I've been trying to find a new client ever since but for some reason it's been hard going. Usually they find me and I've had to turn them down.
I've reached out to all previous leads and clients and nobody has any work right now.
We just moved into a cheaper apartment but spent all our savings on deposit, first and last months rent, one month of storage and a uhaul, and groceries and gas.
Today my Internet bill came due $247 for August and July plus a moving fee.
I'm flat broke, our credit isn't great. I don't have anyone to borrow money from. I even tried r/borrow on Reddit.
Without internet I can't even work on my side project I'm trying to build (a Reddit tool for scheduling across multiple accounts, view all inbox messages across multiple accounts, view all slack/twitter DM's, and a scrumboard that I can add leads to via one click and autofollowup with them in a few months. Basically it'll make managing job and freelance on slack and Reddit much easier.)
I just need one good client my hourly is $80 but I've even tried dropping back down to $50 and no takers. I'm almost 40 with two boys under 3 years old and at the end of my rope. I'm trying to fight back depression but it's getting harder each day. Imposter syndrome is starting to set in even though I know I'm a solid developer.
I know react, Vue, express, ionic, node and laravel. I can also get around in a rails app. What I don't know I can learn.
Willing to do weekly pay where I might work an average of 50-60 hours per week for 1800/week.
How often does this sort of thing come up in freelancing? On average, do freelancers make as much as full time employees over say a 5 year span?
(For absolute emergency cash, you could hit up a temp agency and probably be working tomorrow while you wait for new contracts.

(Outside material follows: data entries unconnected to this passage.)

//! Secret-aware logging helpers.
//!
//! `sanitize` masks values stored under sensitive-looking keys before they reach
//! a log line. Key matching is a lowercase substring test, so unrelated fields
//! such as `keyboard` or `monkey` are masked too.

use crate::config::Environment;
use serde_json::{Map, Value};

/// Lowercase fragments that mark a key as sensitive.
pub const SENSITIVE_KEY_FRAGMENTS: [&str; 10] = [
    "password",
    "token",
    "secret",
    "key",
    "authorization",
    "cookie",
    "session",
    "credential",
    "auth",
    "jwt",
];

const MASK_SUFFIX: &str = "****";
const REDACTED: &str = "[REDACTED]";
const VISIBLE_PREFIX_CHARS: usize = 4;

pub fn is_sensitive_key(key: &str) -> bool {
    let key = key.to_lowercase();
    SENSITIVE_KEY_FRAGMENTS
        .iter()
        .any(|fragment| key.contains(fragment))
}

/// Return a copy of `value` with every sensitive entry masked.
///
/// Non-empty strings keep their first four characters followed by `****`;
/// empty strings, numbers, objects and anything else become `[REDACTED]`.
pub fn sanitize(value: &Value) -> Value {
    match value {
        Value::Object(map) => {
            let sanitized: Map<String, Value> = map
                .iter()
                .map(|(key, inner)| {
                    let masked = if is_sensitive_key(key) {
                        mask(inner)
                    } else {
                        sanitize(inner)
                    };
                    (key.clone(), masked)
                })
                .collect();
            Value::Object(sanitized)
        }
        Value::Array(items) => Value::Array(items.iter().map(sanitize).collect()),
        other => other.clone(),
    }
}

fn mask(value: &Value) -> Value {
    match value {
        Value::String(s) if !s.is_empty() => {
            let prefix: String = s.chars().take(VISIBLE_PREFIX_CHARS).collect();
            Value::String(format!("{}{}", prefix, MASK_SUFFIX))
        }
        _ => Value::String(REDACTED.to_string()),
    }
}

#[derive(Debug, Clone, Copy, PartialEq, Eq)]
pub enum LogLevel {
    Debug,
    Info,
    Warn,
    Error,
}

/// Environment-gated logger for payloads that may carry credentials.
///
/// Production emits errors only; staging drops debug; development emits
/// everything. Error payloads are always sanitized before emission.
#[derive(Debug, Clone, Copy)]
pub struct SecureLogger {
    environment: Environment,
}

impl SecureLogger {
    pub fn new(environment: Environment) -> Self {
        Self { environment }
    }

    pub fn should_emit(&self, level: LogLevel) -> bool {
        match level {
            LogLevel::Error => true,
            _ if self.environment.is_production() => false,
            LogLevel::Debug => self.environment.is_development(),
            LogLevel::Info | LogLevel::Warn => true,
        }
    }

    /// The payload that would be attached to a log line at `level`, or `None`
    /// when the line is suppressed.
    pub fn prepare(&self, level: LogLevel, data: Option<&Value>) -> Option<Value> {
        if !self.should_emit(level) {
            return None;
        }
        let data = data.cloned().unwrap_or(Value::Null);
        Some(match level {
            LogLevel::Error => sanitize(&data),
            _ => data,
        })
    }

    pub fn log(&self, level: LogLevel, message: &str, data: Option<&Value>) {
        let Some(payload) = self.prepare(level, data) else {
            return;
        };
        match level {
            LogLevel::Debug => tracing::debug!(data = %payload, "{}", message),
            LogLevel::Info => tracing::info!(data = %payload, "{}", message),
            LogLevel::Warn => tracing::warn!(data = %payload, "{}", message),
            LogLevel::Error => tracing::error!(data = %payload, "{}", message),
        }
    }

    pub fn debug(&self, message: &str, data: Option<&Value>) {
        self.log(LogLevel::Debug, message, data);
    }

    pub fn info(&self, message: &str, data: Option<&Value>) {
        self.log(LogLevel::Info, message, data);
    }

    pub fn warn(&self, message: &str, data: Option<&Value>) {
        self.log(LogLevel::Warn, message, data);
    }

    pub fn error(&self, message: &str, data: Option<&Value>) {
        self.log(LogLevel::Error, message, data);
    }
}
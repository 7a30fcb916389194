use portal_service::config::PortalConfig;
use portal_service::services::init_metrics;
use portal_service::startup::Application;
use service_core::observability::init_tracing;

#[tokio::main]
async fn main() -> anyhow::Result<()> {
    let config = PortalConfig::load().map_err(|e| {
        eprintln!("Failed to read configuration: {}", e);
        anyhow::anyhow!("Configuration error: {}", e)
    })?;

    let otlp_endpoint = std::env::var("OTLP_ENDPOINT").ok();
    init_tracing(
        "portal-service",
        &config.common.log_level,
        otlp_endpoint.as_deref(),
    );

    init_metrics();

    let application = Application::build(config).await.map_err(|e| {
        tracing::error!("Failed to build application: {}", e);
        anyhow::anyhow!("Startup error: {}", e)
    })?;

    application.run_until_stopped().await.map_err(|e| {
        tracing::error!("Server error: {}", e);
        anyhow::anyhow!("Server error: {}", e)
    })?;

    Ok(())
}
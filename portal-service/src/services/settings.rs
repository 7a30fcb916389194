//! Versioned system settings with optimistic concurrency.

use chrono::{DateTime, Utc};
use serde::Serialize;
use serde_json::Value;
use service_core::error::AppError;
use tokio::sync::RwLock;
use validator::Validate;

use crate::models::{SettingsPatch, SystemSettings};
use crate::services::upstream::{record_failure, Backend, Resource};

#[derive(Debug, Clone, PartialEq, Serialize)]
#[serde(rename_all = "camelCase")]
pub struct VersionedSettings {
    pub version: u64,
    pub settings: SystemSettings,
    pub updated_at: DateTime<Utc>,
    /// False while the record is local defaults that upstream never confirmed.
    pub synced: bool,
}

pub struct SettingsStore {
    current: RwLock<VersionedSettings>,
}

impl SettingsStore {
    pub fn new(settings: SystemSettings) -> Self {
        Self::with_record(settings, true)
    }

    /// Defaults that must be reconciled with upstream before any save.
    pub fn unsynced() -> Self {
        Self::with_record(SystemSettings::default(), false)
    }

    fn with_record(settings: SystemSettings, synced: bool) -> Self {
        Self {
            current: RwLock::new(VersionedSettings {
                version: 1,
                settings,
                updated_at: Utc::now(),
                synced,
            }),
        }
    }

    /// Seed from upstream, falling back to unsynced defaults if it cannot be read.
    pub async fn load_from(backend: &dyn Backend) -> Self {
        match fetch_settings(backend).await {
            Ok(settings) => Self::new(settings),
            Err(e) => {
                tracing::warn!(
                    error = %e,
                    "Could not load settings, serving defaults until upstream answers"
                );
                Self::unsynced()
            }
        }
    }

    pub async fn snapshot(&self) -> VersionedSettings {
        self.current.read().await.clone()
    }

    /// Apply `patch` if `expected_version` is still current.
    ///
    /// The merged record is validated and pushed upstream before it is
    /// committed locally; a failed push leaves the stored version untouched.
    pub async fn patch(
        &self,
        expected_version: u64,
        patch: &SettingsPatch,
        backend: &dyn Backend,
    ) -> Result<VersionedSettings, AppError> {
        let mut current = self.current.write().await;

        // Unsynced defaults never reach upstream. Adopting the real record
        // bumps the version, so the caller has to re-read before retrying.
        if !current.synced {
            let settings = fetch_settings(backend).await.map_err(|e| {
                tracing::warn!(error = %e, "Settings still unreadable upstream, refusing save");
                AppError::ServiceUnavailable
            })?;
            *current = VersionedSettings {
                version: current.version + 1,
                settings,
                updated_at: Utc::now(),
                synced: true,
            };
            tracing::info!(version = current.version, "System settings synced from upstream");
        }

        if current.version != expected_version {
            return Err(AppError::Conflict(anyhow::anyhow!(
                "Settings changed since version {}; current version is {}",
                expected_version,
                current.version
            )));
        }

        let merged = patch.apply_to(&current.settings);
        merged.validate()?;

        if merged == current.settings {
            return Ok(current.clone());
        }

        let body = serde_json::to_value(&merged)
            .map_err(|e| AppError::InternalError(anyhow::anyhow!("Serialize settings: {}", e)))?;
        backend
            .replace(Resource::SystemSettings, &body)
            .await
            .map_err(|e| {
                record_failure(Resource::SystemSettings);
                tracing::error!(error = %e, "Failed to persist settings upstream");
                AppError::from(e)
            })?;

        *current = VersionedSettings {
            version: current.version + 1,
            settings: merged,
            updated_at: Utc::now(),
            synced: true,
        };
        tracing::info!(version = current.version, "System settings updated");

        Ok(current.clone())
    }
}

async fn fetch_settings(backend: &dyn Backend) -> Result<SystemSettings, String> {
    let payload = backend
        .fetch(Resource::SystemSettings, &[])
        .await
        .map_err(|e| {
            record_failure(Resource::SystemSettings);
            e.to_string()
        })?;
    decode_settings(payload).map_err(|e| format!("unreadable settings payload: {}", e))
}

fn decode_settings(payload: Value) -> Result<SystemSettings, serde_json::Error> {
    let inner = match payload {
        Value::Object(mut map) if matches!(map.get("data"), Some(Value::Object(_))) => {
            map.remove("data").unwrap_or_default()
        }
        other => other,
    };
    serde_json::from_value(inner)
}

#[cfg(test)]
mod tests {
    use super::*;
    use serde_json::json;

    #[test]
    fn decodes_bare_and_enveloped_payloads() {
        let bare = decode_settings(json!({ "general": { "companyName": "A" } })).unwrap();
        assert_eq!(bare.general.company_name, "A");

        let wrapped =
            decode_settings(json!({ "data": { "general": { "companyName": "B" } } })).unwrap();
        assert_eq!(wrapped.general.company_name, "B");
    }

    #[test]
    fn rejects_wrongly_typed_payload() {
        assert!(decode_settings(json!({ "security": { "mfaRequired": "sometimes" } })).is_err());
    }

    #[tokio::test]
    async fn new_store_starts_at_version_one() {
        let store = SettingsStore::new(SystemSettings::default());
        let snapshot = store.snapshot().await;
        assert_eq!(snapshot.version, 1);
        assert!(snapshot.synced);
        assert!(!SettingsStore::unsynced().snapshot().await.synced);
    }
}
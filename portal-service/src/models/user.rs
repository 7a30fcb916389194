use super::{de, status_key, Normalize};
use serde::{Deserialize, Serialize};

#[derive(Debug, Clone, Copy, PartialEq, Eq, Serialize, Deserialize)]
#[serde(rename_all = "SCREAMING_SNAKE_CASE")]
pub enum Role {
    Admin,
    Agent,
    Client,
    Unknown,
}

impl Role {
    pub fn parse(raw: &str) -> Self {
        match status_key(raw).as_str() {
            "ADMIN" | "SUPER_ADMIN" => Role::Admin,
            "AGENT" => Role::Agent,
            "CLIENT" | "CUSTOMER" => Role::Client,
            _ => Role::Unknown,
        }
    }
}

#[derive(Debug, Clone, PartialEq, Serialize)]
#[serde(rename_all = "camelCase")]
pub struct User {
    pub id: String,
    pub email: String,
    pub full_name: String,
    pub role: Role,
    pub is_active: bool,
}

/// User record as served by `/api/users`.
#[derive(Debug, Deserialize)]
#[serde(rename_all = "camelCase")]
pub struct RawUser {
    #[serde(default, deserialize_with = "de::opt_id")]
    pub id: Option<String>,
    #[serde(default)]
    pub email: Option<String>,
    #[serde(default, alias = "full_name")]
    pub full_name: Option<String>,
    #[serde(default)]
    pub name: Option<String>,
    #[serde(default)]
    pub role: Option<String>,
    #[serde(default, alias = "is_active")]
    pub is_active: Option<bool>,
}

impl Normalize for RawUser {
    type Output = User;

    fn normalize(self) -> Option<User> {
        let email = self.email.unwrap_or_default();
        let full_name = self
            .full_name
            .or(self.name)
            .filter(|name| !name.trim().is_empty())
            .unwrap_or_else(|| email.clone());
        Some(User {
            id: self.id?,
            email,
            full_name,
            role: self.role.as_deref().map(Role::parse).unwrap_or(Role::Unknown),
            is_active: self.is_active.unwrap_or(true),
        })
    }
}
//! Allow-list CORS policy.
//!
//! [`CorsPolicy::evaluate`] is a pure decision over `(origin, method)`; the
//! axum adapter [`cors_middleware`] applies the decision to a request.

use axum::{
    body::Body,
    extract::{Request, State},
    http::{header, HeaderName, HeaderValue, Method, StatusCode},
    middleware::Next,
    response::Response,
};
use std::sync::Arc;

pub const DEFAULT_ALLOWED_ORIGINS: [&str; 5] = [
    "https://techprocessingllc.com",
    "https://www.techprocessingllc.com",
    "https://admin.techprocessingllc.com",
    "https://portal.techprocessingllc.com",
    "http://localhost:3000",
];

const ALLOWED_METHODS: &str = "GET, POST, PUT, PATCH, DELETE, OPTIONS";
const ALLOWED_HEADERS: &str =
    "Content-Type, Authorization, X-Requested-With, X-Request-Id, X-Portal-Session";
const PREFLIGHT_MAX_AGE_SECS: &str = "86400";

#[derive(Debug, Clone)]
pub struct CorsPolicy {
    allowed_origins: Vec<String>,
}

/// Outcome of evaluating one request against the policy.
#[derive(Debug, Clone, PartialEq, Eq)]
pub struct CorsDecision {
    /// False only when an `Origin` was sent and it is not allow-listed.
    pub allow: bool,
    /// The request is an `OPTIONS` preflight and must be answered here.
    pub preflight: bool,
    pub headers: Vec<(HeaderName, HeaderValue)>,
}

impl CorsDecision {
    /// Status for a preflight answered by the middleware.
    pub fn preflight_status(&self) -> StatusCode {
        if self.allow {
            StatusCode::NO_CONTENT
        } else {
            StatusCode::FORBIDDEN
        }
    }

    pub fn header(&self, name: &HeaderName) -> Option<&HeaderValue> {
        self.headers
            .iter()
            .find(|(key, _)| key == name)
            .map(|(_, value)| value)
    }
}

impl Default for CorsPolicy {
    fn default() -> Self {
        Self::new(DEFAULT_ALLOWED_ORIGINS.iter().map(|s| s.to_string()))
    }
}

impl CorsPolicy {
    pub fn new<I, S>(origins: I) -> Self
    where
        I: IntoIterator<Item = S>,
        S: Into<String>,
    {
        let allowed_origins = origins
            .into_iter()
            .map(Into::into)
            .map(|origin: String| origin.trim().trim_end_matches('/').to_string())
            .filter(|origin| !origin.is_empty())
            .collect();
        Self { allowed_origins }
    }

    pub fn allowed_origins(&self) -> &[String] {
        &self.allowed_origins
    }

    pub fn is_allowed(&self, origin: &str) -> bool {
        self.allowed_origins.iter().any(|allowed| allowed == origin)
    }

    pub fn evaluate(&self, origin: Option<&str>, method: &Method) -> CorsDecision {
        let preflight = *method == Method::OPTIONS;
        let mut headers = vec![(header::VARY, HeaderValue::from_static("Origin"))];

        let allow = match origin {
            None => {
                headers.push((
                    header::ACCESS_CONTROL_ALLOW_ORIGIN,
                    HeaderValue::from_static("*"),
                ));
                true
            }
            Some(origin) if self.is_allowed(origin) => match HeaderValue::from_str(origin) {
                Ok(value) => {
                    headers.push((header::ACCESS_CONTROL_ALLOW_ORIGIN, value));
                    headers.push((
                        header::ACCESS_CONTROL_ALLOW_CREDENTIALS,
                        HeaderValue::from_static("true"),
                    ));
                    true
                }
                Err(_) => false,
            },
            Some(_) => false,
        };

        if allow {
            headers.push((
                header::ACCESS_CONTROL_ALLOW_METHODS,
                HeaderValue::from_static(ALLOWED_METHODS),
            ));
            headers.push((
                header::ACCESS_CONTROL_ALLOW_HEADERS,
                HeaderValue::from_static(ALLOWED_HEADERS),
            ));
            if preflight {
                headers.push((
                    header::ACCESS_CONTROL_MAX_AGE,
                    HeaderValue::from_static(PREFLIGHT_MAX_AGE_SECS),
                ));
            }
        }

        CorsDecision {
            allow,
            preflight,
            headers,
        }
    }
}

/// Answers preflights directly and decorates every other response.
///
/// Requests from unlisted origins still reach the handler; they just get no
/// `Access-Control-Allow-Origin`, so the browser withholds the response.
pub async fn cors_middleware(
    State(policy): State<Arc<CorsPolicy>>,
    req: Request,
    next: Next,
) -> Response {
    let origin = req
        .headers()
        .get(header::ORIGIN)
        .and_then(|value| value.to_str().ok())
        .map(str::to_string);
    let decision = policy.evaluate(origin.as_deref(), req.method());

    let mut response = if decision.preflight {
        if !decision.allow {
            tracing::debug!(origin = ?origin, "Rejected CORS preflight");
        }
        let mut response = Response::new(Body::empty());
        *response.status_mut() = decision.preflight_status();
        response
    } else {
        next.run(req).await
    };

    let headers = response.headers_mut();
    for (name, value) in decision.headers {
        headers.insert(name, value);
    }
    response
}

#[cfg(test)]
mod tests {
    use super::*;

    #[test]
    fn every_default_origin_gets_credentials() {
        let policy = CorsPolicy::default();
        for origin in DEFAULT_ALLOWED_ORIGINS {
            let decision = policy.evaluate(Some(origin), &Method::GET);
            assert!(decision.allow);
            assert_eq!(
                decision.header(&header::ACCESS_CONTROL_ALLOW_ORIGIN),
                Some(&HeaderValue::from_static(origin))
            );
            assert_eq!(
                decision.header(&header::ACCESS_CONTROL_ALLOW_CREDENTIALS),
                Some(&HeaderValue::from_static("true"))
            );
            assert_eq!(
                decision.header(&header::VARY),
                Some(&HeaderValue::from_static("Origin"))
            );
        }
    }

    #[test]
    fn unlisted_origin_gets_no_allow_origin() {
        let decision = CorsPolicy::default().evaluate(Some("https://evil.example"), &Method::GET);
        assert!(!decision.allow);
        assert!(decision.header(&header::ACCESS_CONTROL_ALLOW_ORIGIN).is_none());
        assert!(decision
            .header(&header::ACCESS_CONTROL_ALLOW_CREDENTIALS)
            .is_none());
        assert!(decision.header(&header::VARY).is_some());
    }

    #[test]
    fn unlisted_preflight_is_forbidden() {
        let decision =
            CorsPolicy::default().evaluate(Some("https://evil.example"), &Method::OPTIONS);
        assert!(decision.preflight);
        assert_eq!(decision.preflight_status(), StatusCode::FORBIDDEN);
    }

    #[test]
    fn missing_origin_is_wildcard_without_credentials() {
        let decision = CorsPolicy::default().evaluate(None, &Method::POST);
        assert!(decision.allow);
        assert_eq!(
            decision.header(&header::ACCESS_CONTROL_ALLOW_ORIGIN),
            Some(&HeaderValue::from_static("*"))
        );
        assert!(decision
            .header(&header::ACCESS_CONTROL_ALLOW_CREDENTIALS)
            .is_none());
    }

    #[test]
    fn allowed_preflight_is_no_content() {
        let decision = CorsPolicy::default().evaluate(Some("http://localhost:3000"), &Method::OPTIONS);
        assert_eq!(decision.preflight_status(), StatusCode::NO_CONTENT);
        assert!(decision.header(&header::ACCESS_CONTROL_MAX_AGE).is_some());
    }

    #[test]
    fn configured_origins_are_normalized() {
        let policy = CorsPolicy::new(["https://app.example/ ", " ", "http://localhost:5173"]);
        assert_eq!(
            policy.allowed_origins(),
            &["https://app.example".to_string(), "http://localhost:5173".to_string()]
        );
        assert!(policy.is_allowed("https://app.example"));
    }
}
use axum::{extract::Request, http::header, middleware::Next, response::IntoResponse};

/// Hardening headers for a JSON/CSV API that is never framed or rendered.
///
/// Responses carry client financial data, so nothing is cacheable.
pub async fn security_headers_middleware(req: Request, next: Next) -> impl IntoResponse {
    let mut response = next.run(req).await;
    let headers = response.headers_mut();

    headers.insert(
        header::X_CONTENT_TYPE_OPTIONS,
        header::HeaderValue::from_static("nosniff"),
    );
    headers.insert(
        header::STRICT_TRANSPORT_SECURITY,
        header::HeaderValue::from_static("max-age=31536000; includeSubDomains"),
    );
    headers.insert(
        header::CONTENT_SECURITY_POLICY,
        header::HeaderValue::from_static("default-src 'none'; frame-ancestors 'none'"),
    );
    headers.insert(
        header::X_FRAME_OPTIONS,
        header::HeaderValue::from_static("DENY"),
    );
    headers.insert(
        header::REFERRER_POLICY,
        header::HeaderValue::from_static("no-referrer"),
    );
    if !headers.contains_key(header::CACHE_CONTROL) {
        headers.insert(
            header::CACHE_CONTROL,
            header::HeaderValue::from_static("no-store"),
        );
    }

    response
}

The pay would be terrible but its also almost zero commitment - you could leave the day you sign your next contract)
edit: based on your submission history since at least 2014, it sounds like things have been bumpy for a while now.
"Ask HN: About to be homeless, any ideas for a junior dev?" https://news.ycombinator.com/item?id=7854029
"Ask HN: How to get first Dev Job with no shipped code" https://news.ycombinator.com/item?id=9827867
"Ask HN: How would you raise $200 in 3 days?" https://news.ycombinator.com/item?id=7727241
I'm not sure what the answer to your short term problem is, but you may need to look at some bigger-picture solutions in the long term. I hope things work out for you!